In a blog post over the weekend, cryptographer and Johns Hopkins University professor Matthew Green penned a scathing blog post about the new version of Chrome in which he announces, right off the top via the headline, that he is completely done with Chrome. The reason?
“A few weeks ago,” he writes, “Google shipped an update to Chrome that fundamentally changes the sign-in experience. From now on, every time you log into a Google property (for example, Gmail), Chrome will automatically sign the browser into your Google account for you. It’ll do this without asking, or even explicitly notifying you. (However, and this is important: Google developers claim this will not actually start synchronizing your data to Google — yet.)”
There’s already been some intense back-and-forth about what all this means on Hacker News. Likewise, the tech press has been all over this today. For his part, Green’s frustration is the result of several key things:
One, he argues: Nobody on the Chrome development team “can provide a clear rationale for why this change was necessary, and the explanations they’ve given don’t make any sense.” Adrienne Porter Felt, a Google engineer and manager for the Chrome browser, took to Twitter today to try and offer some context. A Mashable piece summarizes her argument as basically that “Google decided to make this change… to put an end to any confusion users may have had when trying to sign out of public or shared devices. Basically, Google tied Chrome and Google accounts together so you wouldn’t sign into a service on Chrome and accidentally sync information with someone else’s account.”
Here’s Adrienne herself:
My teammates made this change to prevent surprises in a shared device scenario. In the past, people would sometimes sign out of the content area and think that meant they were no longer signed into Chrome, which could cause problems on a shared device. 3/
— Adrienne Porter Felt (@__apf__) September 24, 2018
Which now brings us back to Green, who says, sure — if you’re already signed into Chrome and a friend shares your computer, you definitely don’t want to accidentally have your friend’s Google cookies get uploaded into your account.

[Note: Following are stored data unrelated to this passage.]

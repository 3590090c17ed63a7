//! RON data loader
//!
//! Loads the static catalog from external RON files, with fallback to the
//! hardcoded defaults. The catalog is read once at startup and never mutated.

use std::fs;
use std::path::Path;

use serde::de::DeserializeOwned;
use serde::Serialize;

use crate::error::{LootError, LootResult};
use super::affixes::{AffixTable, default_affix_table};
use super::items::{ItemTemplate, ItemTemplates, default_item_templates};
use super::sets::{SetDefs, default_set_defs};
use super::uniques::{UniqueDefs, default_unique_defs};

/// Read-only content consumed by every loot system
#[derive(Debug, Clone)]
pub struct Catalog {
    /// Item templates
    pub items: ItemTemplates,
    /// Affix tier tables
    pub affixes: AffixTable,
    /// Unique item definitions
    pub uniques: UniqueDefs,
    /// Set definitions
    pub sets: SetDefs,
}

impl Default for Catalog {
    fn default() -> Self {
        Self {
            items: default_item_templates(),
            affixes: default_affix_table(),
            uniques: default_unique_defs(),
            sets: default_set_defs(),
        }
    }
}

impl Catalog {
    /// Load every table from `dir`, falling back to defaults per file
    pub fn load_from_dir(dir: &Path) -> Self {
        let catalog = Self {
            items: load_or_default(dir, "items.ron", default_item_templates),
            affixes: load_or_default(dir, "affixes.ron", default_affix_table),
            uniques: load_or_default(dir, "uniques.ron", default_unique_defs),
            sets: load_or_default(dir, "sets.ron", default_set_defs),
        };
        log::info!(
            "Catalog loaded: {} templates, {} affixes, {} uniques, {} sets",
            catalog.items.templates.len(),
            catalog.affixes.affixes.len(),
            catalog.uniques.uniques.len(),
            catalog.sets.sets.len()
        );
        catalog
    }

    /// Load every table from `dir`, failing on the first unreadable or
    /// malformed file. Missing files still fall back to defaults.
    pub fn load_strict(dir: &Path) -> LootResult<Self> {
        Ok(Self {
            items: load_ron(dir, "items.ron")?.unwrap_or_else(default_item_templates),
            affixes: load_ron(dir, "affixes.ron")?.unwrap_or_else(default_affix_table),
            uniques: load_ron(dir, "uniques.ron")?.unwrap_or_else(default_unique_defs),
            sets: load_ron(dir, "sets.ron")?.unwrap_or_else(default_set_defs),
        })
    }

    /// Empty catalog, for callers that assemble content by hand
    pub fn empty() -> Self {
        Self {
            items: ItemTemplates::default(),
            affixes: AffixTable::default(),
            uniques: UniqueDefs::default(),
            sets: SetDefs::default(),
        }
    }

    /// Look up a template by id
    pub fn template(&self, id: &str) -> Option<&ItemTemplate> {
        self.items.find(id)
    }

    /// Fail if there is nothing to generate from
    pub fn ensure_has_bases(&self) -> LootResult<()> {
        if self.items.bases().is_empty() {
            Err(LootError::EmptyCatalog)
        } else {
            Ok(())
        }
    }
}

/// Read and parse one RON file. `Ok(None)` when the file does not exist.
fn load_ron<T: DeserializeOwned>(dir: &Path, file: &str) -> LootResult<Option<T>> {
    let path = dir.join(file);
    if !path.exists() {
        return Ok(None);
    }
    let content = fs::read_to_string(&path)?;
    ron::from_str(&content)
        .map(Some)
        .map_err(|e| LootError::Parse(format!("{}: {}", file, e)))
}

fn load_or_default<T: DeserializeOwned>(dir: &Path, file: &str, default: fn() -> T) -> T {
    match load_ron(dir, file) {
        Ok(Some(value)) => value,
        Ok(None) => {
            log::debug!("{} not found in {:?}, using defaults", file, dir);
            default()
        }
        Err(e) => {
            log::warn!("Failed to load {}: {}. Using defaults.", file, e);
            default()
        }
    }
}

fn write_ron<T: Serialize>(dir: &Path, file: &str, value: &T) -> LootResult<()> {
    let text = ron::ser::to_string_pretty(value, ron::ser::PrettyConfig::default())
        .map_err(|e| LootError::Parse(format!("failed to serialize {}: {}", file, e)))?;
    fs::write(dir.join(file), text)?;
    Ok(())
}

/// Export all default data to RON files for easy editing
pub fn export_default_data(dir: &Path) -> LootResult<()> {
    fs::create_dir_all(dir)?;
    write_ron(dir, "items.ron", &default_item_templates())?;
    write_ron(dir, "affixes.ron", &default_affix_table())?;
    write_ron(dir, "uniques.ron", &default_unique_defs())?;
    write_ron(dir, "sets.ron", &default_set_defs())?;
    log::info!("Exported default catalog to {:?}", dir);
    Ok(())
}

#[cfg(test)]
mod tests {
    use super::*;

    #[test]
    fn test_export_then_load_round_trip() {
        let dir = tempfile::tempdir().unwrap();
        export_default_data(dir.path()).unwrap();

        for file in ["items.ron", "affixes.ron", "uniques.ron", "sets.ron"] {
            assert!(dir.path().join(file).exists(), "{} not created", file);
        }

        let loaded = Catalog::load_strict(dir.path()).unwrap();
        let defaults = Catalog::default();
        assert_eq!(loaded.items.templates, defaults.items.templates);
        assert_eq!(loaded.affixes.affixes, defaults.affixes.affixes);
        assert_eq!(loaded.uniques.uniques, defaults.uniques.uniques);
        assert_eq!(loaded.sets.sets, defaults.sets.sets);
    }

    #[test]
    fn test_missing_dir_uses_defaults() {
        let dir = tempfile::tempdir().unwrap();
        let catalog = Catalog::load_from_dir(&dir.path().join("nope"));
        assert!(!catalog.items.templates.is_empty());
        assert!(catalog.ensure_has_bases().is_ok());
    }

    #[test]
    fn test_malformed_file() {
        let dir = tempfile::tempdir().unwrap();
        fs::write(dir.path().join("sets.ron"), "(sets: [ oops").unwrap();

        assert!(matches!(Catalog::load_strict(dir.path()), Err(LootError::Parse(_))));
        // Lenient loading falls back
        let catalog = Catalog::load_from_dir(dir.path());
        assert_eq!(catalog.sets.sets, default_set_defs().sets);
    }

    #[test]
    fn test_unknown_currency_action_fails_to_parse() {
        let dir = tempfile::tempdir().unwrap();
        let text = r#"(templates: [(
            id: "mystery_orb",
            name: "Mystery Orb",
            footprint: (1, 1),
            currency: Some((action: Transmogrify, stack_size: 10)),
        )])"#;
        fs::write(dir.path().join("items.ron"), text).unwrap();
        assert!(Catalog::load_strict(dir.path()).is_err());
    }

    #[test]
    fn test_empty_catalog_is_a_hard_failure() {
        assert_eq!(Catalog::empty().ensure_has_bases(), Err(LootError::EmptyCatalog));
    }
}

“But note something critical about this scenario,” Green writes. “In order for this problem to apply to you, you already have to be signed into Chrome. There is absolutely nothing in this problem description that seems to affect users who chose not to sign into the browser in the first place.
“So if signed-in users are your problem, why would you make a change that forces unsigned–in users to become signed-in? I could waste a lot more ink wondering about the mismatch between the stated ‘problem’ and the ‘fix’, but I won’t bother: because nobody on the public-facing side of the Chrome team has been able to offer an explanation that squares this circle.”
His whole post is worth a read in full. This part probably best sums up his post — and the same reason for other hand-wringing in various outlets today about the new Chrome release: “In ‘basic browser mode,'” he says, “your data is stored locally. In ‘signed-in’ mode, your data gets shipped to Google’s servers. This is easy to understand. If you want privacy, don’t sign in. But what happens if your browser decides to switch you from one mode to the other, all on its own?” It even gives a former Googler pause:
And let’s not forget, this is the same company that landed in hot water last month for tracking user location history even after users make it clear they don’t want that to occur. Meaning, ‘trust us’ becomes an increasingly harder pill to swallow for some people.